A rede de Caruaru, em Pernambuco, também tem acompanhado o desempenho de seus alunos com apoio técnico do CAEd. Preocupada em garantir que nenhuma criança tivesse a capacidade de ler e escrever prejudicada pela pandemia, foi criado um “alfabetômetro”, que nada mais é do que um painel na sala da secretária municipal de Educação, atualizado acada fim de bimestre coma quantidade de crianças alfabetizadas. Ele mostra, por exemplo, que o ano começou com 48% dos alunos de 3º ano sem dominar as letras. Neste momento, isso já caiu para 30%. No 4º, foi de 35% para 21%.

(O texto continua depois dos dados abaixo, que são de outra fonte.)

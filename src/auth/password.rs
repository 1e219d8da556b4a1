use anyhow::anyhow;
use argon2::{
    password_hash::{PasswordHash, PasswordHasher, PasswordVerifier, SaltString},
    Argon2,
};
use rand::rngs::OsRng;
use tracing::error;

/// Minimum accepted length for a plaintext password.
pub const MIN_PASSWORD_LEN: usize = 5;

/// Well-formed argon2id hash with default cost parameters that no password matches.
/// Checked against when the account does not exist so both failures cost the same.
const UNUSABLE_HASH: &str =
    "$argon2id$v=19$m=19456,t=2,p=1$XIWzTzaig+CPoWpgwv3cdA$+ycPr4BPM+je97aeWFDZVjYtzA54hpHPL1m0eT5fuyg";

#[cfg(test)]
thread_local! {
    pub(crate) static VERIFY_CALLS: std::cell::Cell<usize> = const { std::cell::Cell::new(0) };
}

pub fn hash_password(plain: &str) -> anyhow::Result<String> {
    let salt = SaltString::generate(&mut OsRng);
    let hash = Argon2::default()
        .hash_password(plain.as_bytes(), &salt)
        .map_err(|e| {
            error!(error = %e, "argon2 hash_password error");
            anyhow!("hash password: {e}")
        })?
        .to_string();
    Ok(hash)
}

/// `Ok(false)` for a wrong password, `Err` only when the stored hash is unreadable.
pub fn verify_password(plain: &str, hash: &str) -> anyhow::Result<bool> {
    #[cfg(test)]
    VERIFY_CALLS.with(|c| c.set(c.get() + 1));

    let parsed = PasswordHash::new(hash).map_err(|e| {
        error!(error = %e, "argon2 parse hash error");
        anyhow!("parse password hash: {e}")
    })?;
    Ok(Argon2::default()
        .verify_password(plain.as_bytes(), &parsed)
        .is_ok())
}

/// Runs a full verification against [`UNUSABLE_HASH`]; always `false`.
pub fn verify_unknown_account(plain: &str) -> anyhow::Result<bool> {
    verify_password(plain, UNUSABLE_HASH).map(|_| false)
}

pub fn check_password_strength(plain: &str) -> Result<(), String> {
    if plain.chars().count() < MIN_PASSWORD_LEN {
        return Err(format!(
            "password must be at least {MIN_PASSWORD_LEN} characters"
        ));
    }
    Ok(())
}
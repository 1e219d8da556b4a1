use async_trait::async_trait;
use time::OffsetDateTime;
use tokio::sync::Mutex;

use super::{
    model::{Recipe, RecipeDraft, RecipeOrder, RecipePatch},
    repo::RecipeStore,
};
use crate::error::AppResult;

/// Process-local [`RecipeStore`], used by `AppState::fake()` and tests.
#[derive(Default)]
pub struct MemoryRecipeStore {
    inner: Mutex<Inner>,
}

#[derive(Default)]
struct Inner {
    next_id: i64,
    recipes: Vec<Recipe>,
}

impl MemoryRecipeStore {
    pub fn new() -> Self {
        Self::default()
    }
}

#[async_trait]
impl RecipeStore for MemoryRecipeStore {
    async fn insert(&self, owner_id: i64, draft: RecipeDraft) -> AppResult<Recipe> {
        let mut inner = self.inner.lock().await;
        inner.next_id += 1;
        let recipe = Recipe {
            id: inner.next_id,
            user_id: owner_id,
            title: draft.title,
            time_minutes: draft.time_minutes,
            price: draft.price,
            description: draft.description,
            link: draft.link,
            created_at: OffsetDateTime::now_utc(),
        };
        inner.recipes.push(recipe.clone());
        Ok(recipe)
    }

    async fn list_for_owner(&self, owner_id: i64, order: RecipeOrder) -> AppResult<Vec<Recipe>> {
        let inner = self.inner.lock().await;
        let mut rows: Vec<Recipe> = inner
            .recipes
            .iter()
            .filter(|r| r.user_id == owner_id)
            .cloned()
            .collect();
        match order {
            RecipeOrder::Asc => rows.sort_by_key(|r| r.id),
            RecipeOrder::Desc => rows.sort_by_key(|r| std::cmp::Reverse(r.id)),
        }
        Ok(rows)
    }

    async fn find_for_owner(&self, owner_id: i64, id: i64) -> AppResult<Option<Recipe>> {
        let inner = self.inner.lock().await;
        Ok(inner
            .recipes
            .iter()
            .find(|r| r.id == id && r.user_id == owner_id)
            .cloned())
    }

    async fn update_for_owner(
        &self,
        owner_id: i64,
        id: i64,
        patch: RecipePatch,
    ) -> AppResult<Option<Recipe>> {
        let mut inner = self.inner.lock().await;
        let Some(recipe) = inner
            .recipes
            .iter_mut()
            .find(|r| r.id == id && r.user_id == owner_id)
        else {
            return Ok(None);
        };
        patch.apply(recipe);
        Ok(Some(recipe.clone()))
    }

    async fn delete_for_owner(&self, owner_id: i64, id: i64) -> AppResult<bool> {
        let mut inner = self.inner.lock().await;
        let before = inner.recipes.len();
        inner.recipes.retain(|r| !(r.id == id && r.user_id == owner_id));
        Ok(inner.recipes.len() < before)
    }
}
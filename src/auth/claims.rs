use serde::{Deserialize, Serialize};

/// JWT payload of a bearer token.
#[derive(Debug, Clone, Serialize, Deserialize)]
pub struct Claims {
    pub sub: i64,    // user ID
    pub iat: usize,  // issued at (unix timestamp)
    pub exp: usize,  // expires at (unix timestamp)
    pub iss: String, // issuer
    pub aud: String, // audience
}
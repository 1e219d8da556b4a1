use serde::{Deserialize, Serialize};
use time::OffsetDateTime;

use super::model::{Role, User};

/// Request body for account creation.
#[derive(Debug, Deserialize)]
pub struct CreateUserRequest {
    pub email: String,
    pub password: String,
    #[serde(default)]
    pub name: String,
}

/// Request body for token issuance.
#[derive(Debug, Deserialize)]
pub struct TokenRequest {
    pub email: String,
    pub password: String,
}

#[derive(Debug, Serialize)]
pub struct TokenResponse {
    pub token: String,
}

/// Partial profile update; email and role are not editable here.
#[derive(Debug, Deserialize)]
#[serde(deny_unknown_fields)]
pub struct UpdateProfileRequest {
    pub name: Option<String>,
    pub password: Option<String>,
}

/// Public part of the user returned to the client.
#[derive(Debug, Serialize)]
pub struct PublicUser {
    pub id: i64,
    pub email: String,
    pub name: String,
}

impl From<User> for PublicUser {
    fn from(u: User) -> Self {
        Self {
            id: u.id,
            email: u.email,
            name: u.name,
        }
    }
}

/// Row of the staff user listing.
#[derive(Debug, Serialize)]
pub struct UserListItem {
    pub id: i64,
    pub email: String,
    pub name: String,
    pub role: Role,
    pub is_active: bool,
    #[serde(with = "time::serde::rfc3339")]
    pub created_at: OffsetDateTime,
}

impl From<User> for UserListItem {
    fn from(u: User) -> Self {
        Self {
            id: u.id,
            email: u.email,
            name: u.name,
            role: u.role,
            is_active: u.is_active,
            created_at: u.created_at,
        }
    }
}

— A alfabetização é nosso objetivo principal e, com o“alfabetômetro ”, as escolas se animam. Os alunos do 3º e 4º ano foram alfabetizados de forma remota por causa da pandemia. Queremos garantir que eles não fiquem para trás e que os alunos novos saiam do 1º ano já sabendo ler— diz Aline Tibúrcio, secretária de educação de Caruaru. Os benefícios da aula presencial para o desenvolvimento cognitivo dos estudantes da educação básica também foram analisados pelo deputado estadual Renan Ferreirinha (PSD-RJ), que defendeu uma dissertação de mestrado sobre o assunto no curso de Administração Pública da Fundação Getulio Vargas. A pesquisa apontou que os alunos da rede municipal do Rio que voltaram às salas de aula mais cedo em 2021 tiveram uma performance melhor do que os que continuaram no ensino remoto.

A diferença nas notas em português e matemática era de 3 pontos percentuais entre os dois grupos. Na avaliação de Ferreirinha, secretário municipal de Educação do Rio de 2021 até março, alguns fatores precisam ser considerados, como as limitações do ensino remoto, apoios essenciais que as escolas oferecem, inclusive de alimentação, e a convivência com os colegas na aprendizagem.

— Cada vez mais está comprovado que os colegas ajudam no processo de conhecimento — diz Ferreirinha, acrescentando que isso não desqualifica o ensino a distância. — A tecnologia e o ensino remoto têm um papel importante e precisam ser estruturados como complemento. Em Jacundá, no Pará, que tem 58 mil habitantes, foram dois anos de escolas fechadas. Em junho, o município fez a primeira avaliação dos alunos, com apoio do CAEd, e descobriu que o 2º ano tinha nível muito baixo ou baixo em matemática e português.

— Os alunos não puderam fazer a pré-escola nem o 1º ano (por causa da pandemia) e muitos perderam até coordenação motora — contou Mara Corrêa, coordenadora da educação básica. — Mesmo assim, nestes seis meses de aula, vimos avanços significativos, especialmente do 3º ao 9º ano.